To me it looks like a mix of Kenpo, Kajukenbo, Judo, Escrima and the modern creation style of Heike Ryu.  
http://www.dallaskenpo.com/media/3621/adult_gasan_ryu_kenpo_speed_sheet.pdf
So I am unsure what you are asking.


----------



## Carol (May 7, 2012)

mcmoon said:


> I'm moving to dallas soon and have been looking for martial art schools around the area ill be living and one place i found was chamberlain studios of self defense.  They teach GASAN RYU KENPO and a few other things and was wondering if anyone knew anything about this system or the school itelf.
> 
> Thanks in advance



Depends on what you're looking for, I guess.   Looks like the founder took his knowledge, started his own system and crowned himself soke.  Not my cup of tea personally, but your mileage may vary.


----------



## mcmoon (May 7, 2012)

Well actually im more interested in their judo and jiujitsu programs but was still wondering if anyone had any experience with their style of kempo or the school.


----------



## Chris Parker (May 8, 2012)

I don't know anything about their Kempo, but from what I've seen on the instructors page I'd give their Jujutsu a wide berth for a range of reasons....


----------



## Gentle Fist (May 8, 2012)

I know Shihan and he has put a lot of time into forming a school that covers a wide range of combat...

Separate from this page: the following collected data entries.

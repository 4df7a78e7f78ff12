use std::{env, path::Path, sync::OnceLock};
use tracing_appender::rolling::{self, RollingFileAppender};
use tracing_subscriber::{
    EnvFilter, Layer, Registry, fmt, layer::SubscriberExt,
    util::SubscriberInitExt,
};

static INITED: OnceLock<()> = OnceLock::new();

fn env_filter() -> EnvFilter {
    EnvFilter::try_from_default_env().unwrap_or_else(|_| EnvFilter::new("info"))
}

/// Splits `LOG_FILE` into (directory, file name). A bare file name goes to
/// `log_dir`, or the working directory.
fn file_target(log_file: &str, log_dir: Option<String>) -> (String, String) {
    let p = Path::new(log_file);
    let Some(name) = p.file_name().and_then(|s| s.to_str()) else {
        return (log_dir.unwrap_or_else(|| ".".into()), log_file.to_string());
    };
    let parent = p
        .parent()
        .map(|pp| pp.to_string_lossy().into_owned())
        .filter(|s| !s.is_empty());
    let dir = parent.or(log_dir).unwrap_or_else(|| ".".into());
    (dir, name.to_string())
}

fn appender(dir: &str, file: &str, rotation: &str) -> RollingFileAppender {
    match rotation.to_lowercase().as_str() {
        "daily" => rolling::daily(dir, file),
        "hourly" => rolling::hourly(dir, file),
        "minutely" => rolling::minutely(dir, file),
        _ => rolling::never(dir, file),
    }
}

/// Initialize global tracing subscriber exactly once.
///
/// Env vars:
/// - RUST_LOG: env filter (e.g. "ton_watcher=debug,sqlx=warn")
/// - LOG_FORMAT: "pretty" (default) or "json"
/// - LOG_ANSI: "0" to disable ANSI colors
/// - LOG_FILE: if set, also write JSON logs to this file
/// - LOG_DIR: directory for LOG_FILE when it has no parent component
/// - LOG_ROTATION: never (default), daily, hourly or minutely
pub fn init() {
    if INITED.get().is_some() {
        return;
    }

    let console = fmt::layer()
        .with_target(true)
        .with_file(true)
        .with_line_number(true)
        .with_ansi(env::var("LOG_ANSI").map_or(true, |v| v != "0"));
    let format = env::var("LOG_FORMAT").unwrap_or_else(|_| "pretty".into());
    let console = if format.eq_ignore_ascii_case("json") {
        console.json().boxed()
    } else {
        console.pretty().boxed()
    };

    let file_layer = env::var("LOG_FILE")
        .ok()
        .filter(|f| !f.is_empty())
        .map(|f| {
            let (dir, file) = file_target(&f, env::var("LOG_DIR").ok());
            let rotation =
                env::var("LOG_ROTATION").unwrap_or_else(|_| "never".into());
            let target = appender(&dir, &file, &rotation);
            let (writer, guard) = tracing_appender::non_blocking(target);
            // the writer flushes until the guard drops; keep it for the process
            Box::leak(Box::new(guard));
            fmt::layer()
                .with_ansi(false)
                .with_file(true)
                .with_line_number(true)
                .with_target(true)
                .json()
                .with_writer(writer)
                .boxed()
        });

    // another subscriber may already be installed (tests, embedding)
    let _ = Registry::default()
        .with(env_filter())
        .with(console)
        .with(file_layer)
        .try_init();
    let _ = INITED.set(());
}

#[cfg(test)]
mod tests {
    use super::*;

    #[test]
    fn test_file_target_resolution() {
        assert_eq!(
            file_target("/var/log/watcher.log", Some("/tmp".into())),
            ("/var/log".to_string(), "watcher.log".to_string())
        );
        assert_eq!(
            file_target("watcher.log", Some("/tmp".into())),
            ("/tmp".to_string(), "watcher.log".to_string())
        );
        assert_eq!(
            file_target("watcher.log", None),
            (".".to_string(), "watcher.log".to_string())
        );
    }
}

His kenpo is a mixture of Cerio and Kajukenbo.  The Judo and Jujutsu are pretty standard and taught by USJA certified BBs.  He also offers some other arts that are all taught by experts in those particular arts as well.

I recommend!


----------



## mcmoon (May 8, 2012)

Thanks for all yalls help.  I'll try and go check it out as soon as I can, kinda depends on my funds when I move and what kind of job I get.  I have been training in bjj and mma for the past few years and have fought a couple times and done a couple bjj tournements so it will be nice to do something a little more tradional.

Actually one of my trainers is a 5th Dan in judo and a 6th Dan in traditional jujitsu so judo I'm fairly familiar with even though I'm not ranked in it and basically bjj  is just newaza from judo so I think I'll be fine and the kenpo would be nice to round out my skills.


----------



## Chris Parker (May 9, 2012)

Which "traditional jujitsu" does your instructor teach, out of interest?


----------



## mcmoon (May 9, 2012)

Chris Parker said:


> Which "traditional jujitsu" does your instructor teach, out of interest?




Honestly I'm not real sure since I never trained specifically in it but I can find out and can let you know.


----------



## Chris Parker (May 9, 2012)

Cool. Just interested, really.


----------



## mcmoon (May 9, 2012)

Ok so I might have been wrong in that he teaches tradional jiujitsu in the sense that it was somethig passed down. Its his own style but his teacher was phil porter who was also a black belt in tradional jiujitsu so im sure its an offshoot of one of his styles.

I could still be wrong though


----------